In September 2020, Nityanand Rai, Minister of State of Home Affairs, told Parliament the census was postponed indefinitely. In December 2023, Rai provided the same reason in a written reply to Parliament. Covid didn’t prevent other government programs involving millions of people – like the 2021 Kumbh Mela. Almost two dozen state elections have been conducted since the pandemic. Census operations start three months after freezing administrative boundaries. On December 30, 2023, the Additional Registrar General of India informed states the deadline to freeze boundaries was extended to June 30, 2024, from January 1, 2024. This ninth extension was required to conduct elections before the administrative freeze. Now it seems that the census is indefinitely postponed, and for the first time in colonial or independent India’s history.
India added a quarter of a billion people since the last census. It has grown at 5-6%, and its metropolitan areas and migrants have grown even faster. Not having census numbers makes large-scale and complex constituencies harder to sample. It could be the reason the same polling firms have a better record at state-level elections where the assembly sizes are smaller, and constituents and their issues are less stratified.

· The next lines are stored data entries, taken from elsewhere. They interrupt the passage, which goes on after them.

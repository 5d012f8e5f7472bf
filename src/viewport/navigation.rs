//! Page navigation with transition gating

use std::time::Duration;

pub const DEFAULT_TRANSITION: Duration = Duration::from_millis(200);

/// Current page and the in-flight page turn, if any
#[derive(Debug, Clone, PartialEq, Eq)]
pub struct PageNavigator {
    current: u32,
    total: u32,
    pending: Option<u32>,
}

impl PageNavigator {
    /// Start on page 1 of a `total`-page document
    pub fn new(total: u32) -> Self {
        Self {
            current: 1,
            total,
            pending: None,
        }
    }

    pub fn current(&self) -> u32 {
        self.current
    }

    pub fn total(&self) -> u32 {
        self.total
    }

    /// Update the page count once the document is loaded; keeps `current` in range
    pub fn set_total(&mut self, total: u32) {
        self.total = total;
        self.current = self.current.clamp(1, total.max(1));
        if self.pending.is_some_and(|p| p > total) {
            self.pending = None;
        }
    }

    pub fn is_transitioning(&self) -> bool {
        self.pending.is_some()
    }

    pub fn has_next(&self) -> bool {
        self.current < self.total
    }

    pub fn has_previous(&self) -> bool {
        self.current > 1
    }

    /// Start turning to the next page; `None` if refused
    pub fn begin_next(&mut self) -> Option<u32> {
        if !self.has_next() {
            return None;
        }
        self.begin(self.current + 1)
    }

    /// Start turning to the previous page; `None` if refused
    pub fn begin_previous(&mut self) -> Option<u32> {
        if !self.has_previous() {
            return None;
        }
        self.begin(self.current - 1)
    }

    /// Start a jump to `page`; `None` if out of range, current, or busy
    pub fn begin_jump(&mut self, page: u32) -> Option<u32> {
        if page < 1 || page > self.total || page == self.current {
            return None;
        }
        self.begin(page)
    }

    fn begin(&mut self, target: u32) -> Option<u32> {
        if self.pending.is_some() {
            tracing::debug!(target, "Page turn refused mid-transition");
            return None;
        }
        self.pending = Some(target);
        Some(target)
    }

    /// Commit the in-flight page turn; returns the new current page
    pub fn finish_transition(&mut self) -> Option<u32> {
        let page = self.pending.take()?;
        self.current = page;
        Some(page)
    }
}
//! Error types for the Lector reader

use thiserror::Error;

use crate::notice::Notice;
use crate::storage::StorageError;

/// Library-wide result type
pub type Result<T> = std::result::Result<T, ReaderError>;

/// Reader error type
#[derive(Error, Debug)]
pub enum ReaderError {
    /// Imported bytes are not parseable as JSON at all
    #[error("Malformed document: {0}")]
    MalformedDocument(String),

    /// Parses, but the envelope does not match the highlight document shape
    #[error("Schema violation: {0}")]
    SchemaViolation(String),

    /// No usable raster size was available when anchoring a highlight
    #[error("Invalid raster state: {width}x{height}")]
    InvalidRasterState { width: f64, height: f64 },

    /// Import declared another document and the policy rejects it
    #[error("Highlights belong to document {declared}, not {current}")]
    CrossDocumentImport { declared: String, current: String },

    #[error("Not found: {0}")]
    NotFound(String),

    #[error("Document is locked: {0}")]
    Locked(String),

    #[error("License rejected for document {0}")]
    LicenseRejected(String),

    #[error("Annotation content is empty")]
    EmptyAnnotation,

    #[error("Missing exam field: {0}")]
    MissingExamField(&'static str),

    /// The external page renderer failed
    #[error("Render failed: {0}")]
    Render(String),

    #[error("Storage error: {0}")]
    Storage(#[from] StorageError),

    #[error("Serialization error: {0}")]
    Serialization(#[from] serde_json::Error),
}

impl ReaderError {
    /// Map the error to a non-blocking, user-visible notice.
    ///
    /// Internal failures are logged in full and surfaced with a generic message.
    pub fn notice(&self) -> Notice {
        match self {
            ReaderError::MalformedDocument(_) | ReaderError::SchemaViolation(_) => {
                tracing::warn!("Import rejected: {}", self);
                Notice::error("Import failed", "The file does not have a valid format")
            }
            ReaderError::InvalidRasterState { .. } => {
                tracing::error!("Refusing highlight: {}", self);
                Notice::error(
                    "Highlight not saved",
                    "The highlight could not be saved because the page size is invalid",
                )
            }
            ReaderError::CrossDocumentImport { .. } => {
                tracing::warn!("{}", self);
                Notice::error(
                    "Import failed",
                    "The highlights were created for another document",
                )
            }
            ReaderError::NotFound(id) => Notice::error(
                "Document not found",
                format!("The document {} does not exist in the library", id),
            ),
            ReaderError::Locked(_) => Notice::error(
                "Access denied",
                "This document must be unlocked with a valid license",
            ),
            ReaderError::LicenseRejected(_) => {
                Notice::error("Invalid license", "The license entered is not valid")
            }
            ReaderError::EmptyAnnotation => {
                Notice::error("Annotation not saved", "The annotation is empty")
            }
            ReaderError::MissingExamField(field) => {
                Notice::error("Exam not saved", format!("The {} is required", field))
            }
            ReaderError::Render(e) => {
                tracing::error!("Render failed: {}", e);
                Notice::error("Error", "The page could not be displayed")
            }
            ReaderError::Storage(e) => {
                tracing::error!("Storage error: {}", e);
                Notice::error("Error", "Changes could not be saved")
            }
            ReaderError::Serialization(e) => {
                tracing::error!("Serialization error: {}", e);
                Notice::error("Error", "Changes could not be saved")
            }
        }
    }
}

4. Sampling error combined with preference falsification.
Finally, given the faulty sampling, it is possible media houses engaged in some preference falsification. Let’s say some media houses got poll results suggesting BJP will not win a clear majority. But because of small sample sizes, or all the data and sampling problems, they are not confident in their poll. The other media houses are all showing results that give BJP a landslide win. In such a scenario, announcing that the BJP will underperform may place a target on their back should Modi win a third term. So, it is safer to falsify preferences in this scenario.
We will eventually find out the reasons the exit polls were so wrong. But I think not having census data to have precision in sampling and weighting is definitely one of the factors. BJP has postponed and suppressed the census for political reasons like India’s next electoral delimitation that is constitutionally due in the first census after 2026. But it looks like suppressing census data has not worked out well for the BJP, in setting expectations or finding reliable polling data for their electoral outcomes.
Thanks for covering what for me was the biggest question coming out of the Indian elections. Sample size and its construction was probably the reason. Larger samples and well constructed survey plans may have have narrowed the confidence interval, but it costs more and involves delays. And who wants to be last in declaring the results of an exit poll.
Great piece ma'am. I was also wondering the same thing and am glad that I found this article.